But that’s what happened. Joe stood up in court, at Carla’s trial, and said that he had met her at Tony’s funeral (another mourner had come forward to confirm they’d been talking) and that they’d stayed in touch. Later, he swore that Carla, aware of his criminal background, had hired him as a hit man, promising payment when Ed’s life insurance came through. They’d agreed that he would come round on a certain evening. But when he had got there, she had been in a terrible state – and he had soon seen why. Carla had already stabbed Ed herself. In the thigh. Then she’d run, leaving him, Joe, to take the blame.
Carla vehemently denied this. Instinctively I felt it didn’t ring true either. I didn’t really see Carla as the type to hire a hit man.
But the prosecuting barrister was good. Very good. The persistent questioning finally made Carla break down and admit that, yes, she had plunged the knife into Ed. He’d picked it up first, she had sobbed. She thought he was going to hurt her out of jealousy over Rupert. It was self-defence. But she definitely hadn’t hired Joe as a hit man. That bit was a lie.
It didn’t wash with the new jury. The lies she’d already told made certain of that.
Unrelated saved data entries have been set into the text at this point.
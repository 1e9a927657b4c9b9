#![no_main]

use libfuzzer_sys::fuzz_target;
use netscen::ScenarioLoader;

fuzz_target!(|data: &[u8]| {
    let Ok(yaml) = std::str::from_utf8(data) else {
        return;
    };

    // Any input must yield a scenario or an error, never a panic
    if let Ok(result) = ScenarioLoader::with_defaults().load_from_str(yaml) {
        let scenario = result.scenario;
        let _ = scenario.summary();
        let _ = scenario.address_space();
        for host in scenario.hosts().values() {
            let _ = scenario.applicable_exploits(host).count();
        }
    }
});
I’d been terrified that Joe would implicate me. But as soon as he said that about Carla hiring him, I knew he was doing it to protect me. I suppose the key should have been another clue. The one he posted back to me, inside Carla’s washing-up gloves. At the time, I thought he was encouraging me to take my revenge.
Now I wonder if he was giving me a ‘get out of jail free’ card.
Joe explained his presence at Carla’s house by saying he went there to demand his money. And that he’d found Carla hurting me.
But I know differently, of course. He’d come back because of me. Joe must have suspected I would go to see Carla after opening the envelope with the washing-up gloves inside. He wanted to make sure I was all right.
I’m painfully aware that if he’d told the truth about any of this, I’d be in prison too.
But that’s the problem with lies. As I said at the beginning, they start small. And then they multiply. Over and over again. So that the white lies become as black as the real thing. Yet his lie has saved me.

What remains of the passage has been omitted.